** Record extracts follows **

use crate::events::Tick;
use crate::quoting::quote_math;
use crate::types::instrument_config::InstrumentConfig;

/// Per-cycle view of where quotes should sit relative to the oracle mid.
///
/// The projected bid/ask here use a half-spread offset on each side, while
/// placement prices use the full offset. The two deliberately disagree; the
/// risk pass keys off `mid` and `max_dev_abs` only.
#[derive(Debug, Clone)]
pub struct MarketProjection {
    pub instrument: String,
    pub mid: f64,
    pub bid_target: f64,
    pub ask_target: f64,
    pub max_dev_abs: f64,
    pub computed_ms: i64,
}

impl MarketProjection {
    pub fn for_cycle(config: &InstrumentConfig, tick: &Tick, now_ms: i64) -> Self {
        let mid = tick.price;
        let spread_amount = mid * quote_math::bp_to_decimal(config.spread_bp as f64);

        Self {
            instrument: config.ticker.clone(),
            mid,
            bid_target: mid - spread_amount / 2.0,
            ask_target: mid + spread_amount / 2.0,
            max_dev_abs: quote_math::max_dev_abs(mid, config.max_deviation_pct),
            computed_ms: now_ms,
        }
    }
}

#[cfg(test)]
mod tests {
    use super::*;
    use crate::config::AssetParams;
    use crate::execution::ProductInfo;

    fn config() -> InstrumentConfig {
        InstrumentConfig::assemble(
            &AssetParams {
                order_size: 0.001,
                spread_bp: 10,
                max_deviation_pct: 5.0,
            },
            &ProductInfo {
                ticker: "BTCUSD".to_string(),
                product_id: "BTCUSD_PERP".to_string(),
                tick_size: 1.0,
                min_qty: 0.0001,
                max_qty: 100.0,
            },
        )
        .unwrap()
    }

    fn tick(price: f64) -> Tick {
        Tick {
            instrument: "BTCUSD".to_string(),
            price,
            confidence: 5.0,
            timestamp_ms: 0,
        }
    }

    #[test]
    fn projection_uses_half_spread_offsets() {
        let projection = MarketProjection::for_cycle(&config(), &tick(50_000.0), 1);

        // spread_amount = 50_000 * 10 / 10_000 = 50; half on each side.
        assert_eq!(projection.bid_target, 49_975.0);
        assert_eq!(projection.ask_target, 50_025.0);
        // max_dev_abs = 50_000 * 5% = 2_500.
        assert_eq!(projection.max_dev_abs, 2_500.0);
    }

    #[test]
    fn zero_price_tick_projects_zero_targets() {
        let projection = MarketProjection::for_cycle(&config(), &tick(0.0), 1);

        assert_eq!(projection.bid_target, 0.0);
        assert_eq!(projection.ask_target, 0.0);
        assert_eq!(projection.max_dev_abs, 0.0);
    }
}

** End of Record extracts **

Only lines that hold the string "AssetParams" belong in the answer, so copy every one of them from the records.

▸ **Task response**
    use crate::config::AssetParams;
            &AssetParams {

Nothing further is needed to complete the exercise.